Emsal Mahkeme Kararı İstanbul 16. Asliye Ticaret Mahkemesi 2017/553 E. 2019/267 K. 02.04.2019 T.

Görüntülediğiniz mahkeme kararı kesinleşmiş bir karardır.

T.C.
İSTANBUL
16. ASLİYE TİCARET MAHKEMESİ

ESAS NO : 2017/553
KARAR NO : 2019/267
DAVA : İtirazın İptali
DAVA TARİHİ : 08/06/2017
KARAR TARİHİ : 02/04/2019

Mahkememizde görülmekte olan İtirazın İptali davasının yapılan açık yargılaması sonunda,
GEREĞİ DÜŞÜNÜLDÜ:
Davacı vekili dava dilekçesinde özetle; Davalı borçlu şirket sigorta sözleşmesi gereği ödemesi gereken prim borçlarını ödemediğini, bu sebeple davalı aleyhine …. İcra Müdürlüğünün … esas sayılı dosyası ile icra takibine geçilmiş ancak davalı taraf bu icra takibine borcu olmadığını gerekçesiyle itiraz ettiğini, poliçe primlerini tahsile … AŞ yetkili kılındığını, poliçenin 12. maddesine göre İstanbul Mahkemeleri yetkili kılındığını, ayrıca davanın konusu sigorta prim alacağı olduğundan TK’nın 4.maddesi gereği Asliye Ticaret Mahkemeleri görevli olduğunu, davalının icra takibine itirazı haksız olduğunu, likit olan alacağı tahsilini önlemek ve süreci uzatmak adına yapılmış bir itiraz olduğunu, haksız itiraz üzerine durmuş olduğunu, itirazın iptali ile takibin devamına ve davalı şirketin %20’den az olmamak üzere icra inkar tazminatına mahkum edilmesini, yargılama giderleri ve ücreti vekaletin karşı tarafa yüklenmesine karar verilmesini talep ve dava etmiştir.

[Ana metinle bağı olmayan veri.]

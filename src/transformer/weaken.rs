use std::collections::BTreeSet;
use std::fmt;

use crate::binder::ConjunctBinder;
use crate::binding::Binding;
use crate::conjuncts::Consequent;
use crate::term::Term;
use crate::transformer::{leaves_unbound, Transformer};
use crate::vc::VC;

/// Works backwards through an implication H implies C1 and ... and Cm.
/// When the Ci match distinct goals, those goals are replaced by H under the binding and
/// the other goals stay.
pub struct ConsequentWeakening {
    source: String,
    hypothesis: Term,
    conclusions: Vec<Term>,
    conclusion_term: Term,
}

impl ConsequentWeakening {
    pub fn new(source: &str, hypothesis: Term, conclusion: &Term) -> ConsequentWeakening {
        ConsequentWeakening {
            source: source.to_string(),
            hypothesis,
            conclusions: conclusion.split_into_conjuncts(),
            conclusion_term: conclusion.clone(),
        }
    }
}

impl fmt::Display for ConsequentWeakening {
    fn fmt(&self, f: &mut fmt::Formatter) -> fmt::Result {
        write!(
            f,
            "weaken consequent {}: {} <= {}",
            self.source, self.conclusion_term, self.hypothesis
        )
    }
}

impl Transformer for ConsequentWeakening {
    fn transform<'a>(&'a self, vc: &'a VC) -> Box<dyn Iterator<Item = VC> + 'a> {
        let consequent = vc.consequent();
        Box::new(
            ConjunctBinder::new(&self.conclusions, consequent, Binding::new())
                .filter(move |m| m.binding.covers(&self.hypothesis))
                .map(move |m| {
                    let hypothesis = self.hypothesis.substitute(&m.binding);
                    let weakened: Consequent = m
                        .remaining
                        .iter()
                        .filter_map(|&i| consequent.get(i).cloned())
                        .chain(std::iter::once(hypothesis))
                        .collect();
                    vc.with_consequent(weakened)
                }),
        )
    }

    fn pattern(&self) -> Option<&Term> {
        Some(&self.conclusion_term)
    }

    fn template(&self) -> Option<&Term> {
        Some(&self.hypothesis)
    }

    fn pattern_symbol_names(&self) -> BTreeSet<String> {
        self.conclusions
            .iter()
            .flat_map(|conclusion| conclusion.symbol_names())
            .collect()
    }

    fn introduces_quantified_variables(&self) -> bool {
        let conclusions: Vec<&Term> = self.conclusions.iter().collect();
        leaves_unbound(&conclusions, &self.hypothesis)
    }

    fn function_application_delta(&self) -> i64 {
        self.hypothesis.function_application_count() as i64
            - self.conclusion_term.function_application_count() as i64
    }

    fn could_affect_antecedent(&self) -> bool {
        false
    }

    fn could_affect_consequent(&self) -> bool {
        true
    }
}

Davalı tarafa dava dilekçesi usulüne uygun tebliğ edilmesine rağmen davalı tarafça Mahkememize cevap dilekçesi ibraz edilmediği anlaşılmıştır.

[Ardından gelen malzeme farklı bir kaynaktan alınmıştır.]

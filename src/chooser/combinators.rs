use std::iter;
use std::rc::Rc;

use tracing::debug;

use crate::chooser::{Chooser, ProofData, StrategyToken, Suggestion};
use crate::metrics::Metrics;
use crate::transformer::{simplified, NoBacktrack, Simplify, Singleton, Transformer};
use crate::vc::VC;

/// Suggests a fixed list of transformers, in order.
pub struct ListChooser {
    transformers: Vec<Rc<dyn Transformer>>,
}

impl ListChooser {
    pub fn new(transformers: Vec<Rc<dyn Transformer>>) -> ListChooser {
        ListChooser { transformers }
    }
}

impl Chooser for ListChooser {
    fn suggest<'a>(
        &'a self,
        _vc: &'a VC,
        _depth: usize,
        _metrics: &mut Metrics,
        data: &ProofData,
    ) -> Box<dyn Iterator<Item = Suggestion> + 'a> {
        let data = data.clone();
        Box::new(
            self.transformers
                .iter()
                .map(move |transformer| Suggestion::new(transformer.clone(), data.clone())),
        )
    }
}

/// Everything the first chooser suggests, then everything the next one does.
pub struct Concatenation {
    children: Vec<Box<dyn Chooser>>,
}

impl Concatenation {
    pub fn new(children: Vec<Box<dyn Chooser>>) -> Concatenation {
        Concatenation { children }
    }
}

impl Chooser for Concatenation {
    fn suggest<'a>(
        &'a self,
        vc: &'a VC,
        depth: usize,
        metrics: &mut Metrics,
        data: &ProofData,
    ) -> Box<dyn Iterator<Item = Suggestion> + 'a> {
        let parts: Vec<_> = self
            .children
            .iter()
            .map(|child| child.suggest(vc, depth, metrics, data))
            .collect();
        Box::new(parts.into_iter().flatten())
    }

    fn preoptimize(&mut self, vc: &VC) {
        for child in &mut self.children {
            child.preoptimize(vc);
        }
    }
}

/// Refuses to go on from a VC that is already on the current path.
pub struct CycleDetector {
    inner: Box<dyn Chooser>,
}

impl CycleDetector {
    pub fn new(inner: Box<dyn Chooser>) -> CycleDetector {
        CycleDetector { inner }
    }
}

impl Chooser for CycleDetector {
    fn suggest<'a>(
        &'a self,
        vc: &'a VC,
        depth: usize,
        metrics: &mut Metrics,
        data: &ProofData,
    ) -> Box<dyn Iterator<Item = Suggestion> + 'a> {
        if data.visited(vc) {
            metrics.backtracks += 1;
            debug!(depth, vc = %vc.name(), "cycle detected, backtracking");
            return Box::new(iter::empty());
        }
        let data = data.push(vc.clone());
        self.inner.suggest(vc, depth, metrics, &data)
    }

    fn preoptimize(&mut self, vc: &VC) {
        self.inner.preoptimize(vc);
    }
}

/// Suggests nothing at or past the maximum depth.
pub struct DepthTether {
    inner: Box<dyn Chooser>,
    max_depth: usize,
}

impl DepthTether {
    pub fn new(inner: Box<dyn Chooser>, max_depth: usize) -> DepthTether {
        DepthTether { inner, max_depth }
    }
}

impl Chooser for DepthTether {
    fn suggest<'a>(
        &'a self,
        vc: &'a VC,
        depth: usize,
        metrics: &mut Metrics,
        data: &ProofData,
    ) -> Box<dyn Iterator<Item = Suggestion> + 'a> {
        if depth >= self.max_depth {
            return Box::new(iter::empty());
        }
        self.inner.suggest(vc, depth, metrics, data)
    }

    fn preoptimize(&mut self, vc: &VC) {
        self.inner.preoptimize(vc);
    }
}

/// From the minimum depth on, every other ply is a simplification pass.
/// When simplifying would not change anything, that ply goes to the inner chooser instead.
pub struct SimplifyInterleave {
    inner: Box<dyn Chooser>,
    min_depth: usize,
    simplify: Rc<dyn Transformer>,
}

impl SimplifyInterleave {
    pub fn new(inner: Box<dyn Chooser>, min_depth: usize) -> SimplifyInterleave {
        SimplifyInterleave {
            inner,
            min_depth,
            simplify: Rc::new(Singleton::new(Rc::new(Simplify))),
        }
    }
}

impl Chooser for SimplifyInterleave {
    fn suggest<'a>(
        &'a self,
        vc: &'a VC,
        depth: usize,
        metrics: &mut Metrics,
        data: &ProofData,
    ) -> Box<dyn Iterator<Item = Suggestion> + 'a> {
        let simplifying_ply = depth >= self.min_depth && (depth - self.min_depth) % 2 == 0;
        if simplifying_ply && simplified(vc).is_some() {
            let suggestion = Suggestion::new(self.simplify.clone(), data.clone());
            return Box::new(iter::once(suggestion));
        }
        self.inner.suggest(vc, depth, metrics, data)
    }

    fn preoptimize(&mut self, vc: &VC) {
        self.inner.preoptimize(vc);
    }
}

/// Makes every suggested step irrevocable: only its first real change is explored.
pub struct NoBacktrackChooser {
    inner: Box<dyn Chooser>,
}

impl NoBacktrackChooser {
    pub fn new(inner: Box<dyn Chooser>) -> NoBacktrackChooser {
        NoBacktrackChooser { inner }
    }
}

impl Chooser for NoBacktrackChooser {
    fn suggest<'a>(
        &'a self,
        vc: &'a VC,
        depth: usize,
        metrics: &mut Metrics,
        data: &ProofData,
    ) -> Box<dyn Iterator<Item = Suggestion> + 'a> {
        Box::new(
            self.inner
                .suggest(vc, depth, metrics, data)
                .map(|suggestion| Suggestion {
                    transformer: Rc::new(NoBacktrack::new(suggestion.transformer)),
                    ..suggestion
                }),
        )
    }

    fn preoptimize(&mut self, vc: &VC) {
        self.inner.preoptimize(vc);
    }
}

const AFTER_TAKEN: &str = "after taken";

/// Offers the first chooser's steps until the second chooser has contributed a step to the
/// current path. From then on, only the second chooser is asked.
pub struct OnlyBefore {
    before: Box<dyn Chooser>,
    after: Box<dyn Chooser>,
    token: StrategyToken,
}

impl OnlyBefore {
    pub fn new(before: Box<dyn Chooser>, after: Box<dyn Chooser>, token: StrategyToken) -> OnlyBefore {
        OnlyBefore {
            before,
            after,
            token,
        }
    }
}

impl Chooser for OnlyBefore {
    fn suggest<'a>(
        &'a self,
        vc: &'a VC,
        depth: usize,
        metrics: &mut Metrics,
        data: &ProofData,
    ) -> Box<dyn Iterator<Item = Suggestion> + 'a> {
        if data.flag(self.token, AFTER_TAKEN) {
            return self.after.suggest(vc, depth, metrics, data);
        }
        let before = self.before.suggest(vc, depth, metrics, data);
        let flagged = data.with_flag(self.token, AFTER_TAKEN);
        let after = self.after.suggest(vc, depth, metrics, &flagged);
        Box::new(before.chain(after))
    }

    fn preoptimize(&mut self, vc: &VC) {
        self.before.preoptimize(vc);
        self.after.preoptimize(vc);
    }
}

const FIRST_TAKEN: &str = "first taken";

/// Tries a fixed step as the first move on every path, then leaves the rest to the inner chooser.
pub struct FixedFirstStep {
    step: Rc<dyn Transformer>,
    inner: Box<dyn Chooser>,
    token: StrategyToken,
}

impl FixedFirstStep {
    pub fn new(
        step: Rc<dyn Transformer>,
        inner: Box<dyn Chooser>,
        token: StrategyToken,
    ) -> FixedFirstStep {
        FixedFirstStep { step, inner, token }
    }
}

impl Chooser for FixedFirstStep {
    fn suggest<'a>(
        &'a self,
        vc: &'a VC,
        depth: usize,
        metrics: &mut Metrics,
        data: &ProofData,
    ) -> Box<dyn Iterator<Item = Suggestion> + 'a> {
        if data.flag(self.token, FIRST_TAKEN) {
            return self.inner.suggest(vc, depth, metrics, data);
        }
        let flagged = data.with_flag(self.token, FIRST_TAKEN);
        let forced = Suggestion::new(self.step.clone(), flagged.clone()).with_note("first step");
        let rest = self.inner.suggest(vc, depth, metrics, &flagged);
        Box::new(iter::once(forced).chain(rest))
    }

    fn preoptimize(&mut self, vc: &VC) {
        self.inner.preoptimize(vc);
    }
}

#[cfg(test)]
mod tests {
    use super::*;
    use crate::chooser::TokenSource;
    use crate::term::Term;
    use crate::transformer::SubstituteInConsequent;

    fn t(s: &str) -> Term {
        Term::parse(s).unwrap()
    }

    fn vc(antecedent: &str, consequent: &str) -> VC {
        VC::from_terms("test", &t(antecedent), &t(consequent))
    }

    fn rule(from: &str, to: &str) -> Rc<dyn Transformer> {
        Rc::new(SubstituteInConsequent::new(from, t(from), t(to)))
    }

    fn list(rules: &[(&str, &str)]) -> Box<dyn Chooser> {
        Box::new(ListChooser::new(
            rules.iter().map(|(from, to)| rule(from, to)).collect(),
        ))
    }

    fn suggest(chooser: &dyn Chooser, vc: &VC, depth: usize, data: &ProofData) -> Vec<Suggestion> {
        let mut metrics = Metrics::new();
        chooser.suggest(vc, depth, &mut metrics, data).collect()
    }

    fn names(suggestions: &[Suggestion]) -> Vec<String> {
        suggestions.iter().map(|s| s.transformer.key()).collect()
    }

    #[test]
    fn test_concatenation_keeps_order() {
        let chooser = Concatenation::new(vec![list(&[("a", "b"), ("c", "d")]), list(&[("e", "f")])]);
        let suggestions = suggest(&chooser, &vc("true", "p"), 0, &ProofData::new());
        assert_eq!(
            names(&suggestions),
            vec![
                "substitute in consequent a: a => b",
                "substitute in consequent c: c => d",
                "substitute in consequent e: e => f",
            ]
        );
    }

    #[test]
    fn test_cycle_detector_suppresses_repeats() {
        let chooser = CycleDetector::new(list(&[("a", "b")]));
        let mut metrics = Metrics::new();
        let start = vc("true", "p(a)");
        let suggestions: Vec<Suggestion> = chooser
            .suggest(&start, 0, &mut metrics, &ProofData::new())
            .collect();
        assert_eq!(suggestions.len(), 1);
        assert!(suggestions[0].data.visited(&start));

        let again: Vec<Suggestion> = chooser
            .suggest(&start, 1, &mut metrics, &suggestions[0].data)
            .collect();
        assert!(again.is_empty());
        assert_eq!(metrics.backtracks, 1);
    }

    #[test]
    fn test_depth_tether() {
        let chooser = DepthTether::new(list(&[("a", "b")]), 2);
        let data = ProofData::new();
        assert_eq!(suggest(&chooser, &vc("true", "p"), 1, &data).len(), 1);
        assert!(suggest(&chooser, &vc("true", "p"), 2, &data).is_empty());
        assert!(suggest(&chooser, &vc("true", "p"), 3, &data).is_empty());
    }

    #[test]
    fn test_simplify_interleave() {
        let chooser = SimplifyInterleave::new(list(&[("a", "b")]), 1);
        let data = ProofData::new();
        let messy = vc("true", "and(p, p)");
        let clean = vc("p", "q");
        assert_eq!(names(&suggest(&chooser, &messy, 0, &data)), vec!["substitute in consequent a: a => b"]);
        assert_eq!(names(&suggest(&chooser, &messy, 1, &data)), vec!["simplify"]);
        assert_eq!(names(&suggest(&chooser, &messy, 2, &data)), vec!["substitute in consequent a: a => b"]);
        assert_eq!(names(&suggest(&chooser, &messy, 3, &data)), vec!["simplify"]);
        assert_eq!(names(&suggest(&chooser, &clean, 1, &data)), vec!["substitute in consequent a: a => b"]);
    }

    #[test]
    fn test_no_backtrack_chooser_wraps_steps() {
        let chooser = NoBacktrackChooser::new(list(&[("a", "b")]));
        let input = vc("true", "and(p(a), q(a))");
        let suggestions = suggest(&chooser, &input, 0, &ProofData::new());
        assert_eq!(suggestions.len(), 1);
        assert_eq!(suggestions[0].transformer.transform(&input).count(), 1);
    }

    #[test]
    fn test_only_before_switches_for_good() {
        let mut tokens = TokenSource::new();
        let chooser = OnlyBefore::new(list(&[("a", "b")]), list(&[("c", "d")]), tokens.issue());
        let suggestions = suggest(&chooser, &vc("true", "p"), 0, &ProofData::new());
        assert_eq!(
            names(&suggestions),
            vec!["substitute in consequent a: a => b", "substitute in consequent c: c => d"]
        );

        // Following the first chooser's step keeps both on offer.
        let later = suggest(&chooser, &vc("true", "p"), 1, &suggestions[0].data);
        assert_eq!(later.len(), 2);

        // Following the second chooser's step leaves only the second.
        let later = suggest(&chooser, &vc("true", "p"), 1, &suggestions[1].data);
        assert_eq!(names(&later), vec!["substitute in consequent c: c => d"]);
    }

    #[test]
    fn test_fixed_first_step() {
        let mut tokens = TokenSource::new();
        let chooser = FixedFirstStep::new(rule("x", "y"), list(&[("a", "b")]), tokens.issue());
        let suggestions = suggest(&chooser, &vc("true", "p"), 0, &ProofData::new());
        assert_eq!(
            names(&suggestions),
            vec!["substitute in consequent x: x => y", "substitute in consequent a: a => b"]
        );
        assert_eq!(suggestions[0].notes, vec!["first step"]);

        let later = suggest(&chooser, &vc("true", "p"), 1, &suggestions[0].data);
        assert_eq!(names(&later), vec!["substitute in consequent a: a => b"]);
    }
}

…. İcra Müdürlüğü’nün … Esas sayılı dosyasında özetle; 3.632.32-Euro toplam alacağın takip tarihinden itibaren asıl alacak kalemine işleyecek kamu bankalarınca bir yıl vadeli EURO mevduatına uygulanan en yüksek mevduat faiz oranı üzerinden faizi, icra harç ve masrafları ve vekalet ücreti ile birlikte TBK’nın 99/III maddesi uyarınca tahsil tarihindeki TCMB Euro efektif satış kuru üzerinden hesaplanacak TL karşılığının tahsilini talep ettiği, davalı tarafça borca ve takibe itiraz edildiği anlaşılmıştır.

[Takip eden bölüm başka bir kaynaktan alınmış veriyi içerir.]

use im::{HashMap, Vector};

use crate::vc::VC;

/// Identifies one strategy inside a composed pipeline, so it can keep private state in ProofData.
#[derive(Clone, Copy, Debug, PartialEq, Eq, Hash, PartialOrd, Ord)]
pub struct StrategyToken(u32);

/// Hands out strategy tokens. Whoever assembles a pipeline owns one.
#[derive(Debug, Default)]
pub struct TokenSource {
    next: u32,
}

impl TokenSource {
    pub fn new() -> TokenSource {
        TokenSource::default()
    }

    pub fn issue(&mut self) -> StrategyToken {
        let token = StrategyToken(self.next);
        self.next += 1;
        token
    }
}

#[derive(Clone, Copy, Debug, PartialEq, Eq)]
pub enum Attribute {
    Flag(bool),
    Count(usize),
}

/// What the search remembers about the current proof path.
/// Persistent: each step down the path gets its own copy, and siblings never see each other's.
#[derive(Clone, Debug, Default)]
pub struct ProofData {
    path: Vector<VC>,
    attributes: HashMap<(StrategyToken, &'static str), Attribute>,
}

impl ProofData {
    pub fn new() -> ProofData {
        ProofData::default()
    }

    /// The VCs visited on the way here, oldest first.
    pub fn path(&self) -> &Vector<VC> {
        &self.path
    }

    pub fn push(&self, vc: VC) -> ProofData {
        let mut answer = self.clone();
        answer.path.push_back(vc);
        answer
    }

    pub fn visited(&self, vc: &VC) -> bool {
        self.path.iter().any(|seen| seen.equivalent(vc))
    }

    pub fn attribute(&self, token: StrategyToken, key: &'static str) -> Option<Attribute> {
        self.attributes.get(&(token, key)).copied()
    }

    pub fn with_attribute(
        &self,
        token: StrategyToken,
        key: &'static str,
        value: Attribute,
    ) -> ProofData {
        let mut answer = self.clone();
        answer.attributes.insert((token, key), value);
        answer
    }

    /// A missing flag reads as false.
    pub fn flag(&self, token: StrategyToken, key: &'static str) -> bool {
        matches!(self.attribute(token, key), Some(Attribute::Flag(true)))
    }

    pub fn with_flag(&self, token: StrategyToken, key: &'static str) -> ProofData {
        self.with_attribute(token, key, Attribute::Flag(true))
    }
}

Dosya kapsamına alınan 28/03/2018 tarihli bilirkişi raporunda özetle; Davacı şirkete ait 2016-2017 yılı ticari defterlerinin açılış beratları ile 2016 yılı kapanış beratlarının yasal süresinde alınmış olduğunu, 2017 yılı ticari defterlerinin yıl sonu kapanış beratlarının alınması için gereken sürenin henüz dolmadığını, ilgili yıllar envanter defterlerinin açılış tasdiklerinin de yasal süresi içerisinde yaptırılmış olduklarını, bu anlamda ticari defterlerinin usulüne uygun tutulduklarını, davalının poliçede dökümü yapılan peşinat dışında kalan prim taksitlerini ödememesi sebebiyle, kendisine ihtarname gönderilmiş olması ve ihtarnamede verilen 10 günlük sürede de prim borçlarını ödememesinden ötürü temerrüde düşmüş olduğunu ve dolayısıyla davacı sigortacının prim alacağını kendisinden talep edelebileceği sonucuna ulaşılabileceğini, davacı yanın kendi ticari defter kayıtlarına nazaran 02/06/2016 takip tarihi itibariyle davalı yandan 3.591,00-Euro karşılığı 11.816,54-TL alacaklı göründüğünü, taraf ticari defterlerinin incelenmesi istenmiş olmakla, davalı yanın Kayseri firması olduğu anlaşıldığından, davalı yanın incelemeye gelmeyip ticari defterlerini ibraz etememiş olması hususunda takdirin Mahkememize ait olduğunu, bu sebeplerle … İcra Müdürlüğünün … esas sayılı dosyası ile davalı aleyhine açılan icra takibine davalı tarafından yapılan itirazın iptal edilebileceğini mütalaa etmiştir.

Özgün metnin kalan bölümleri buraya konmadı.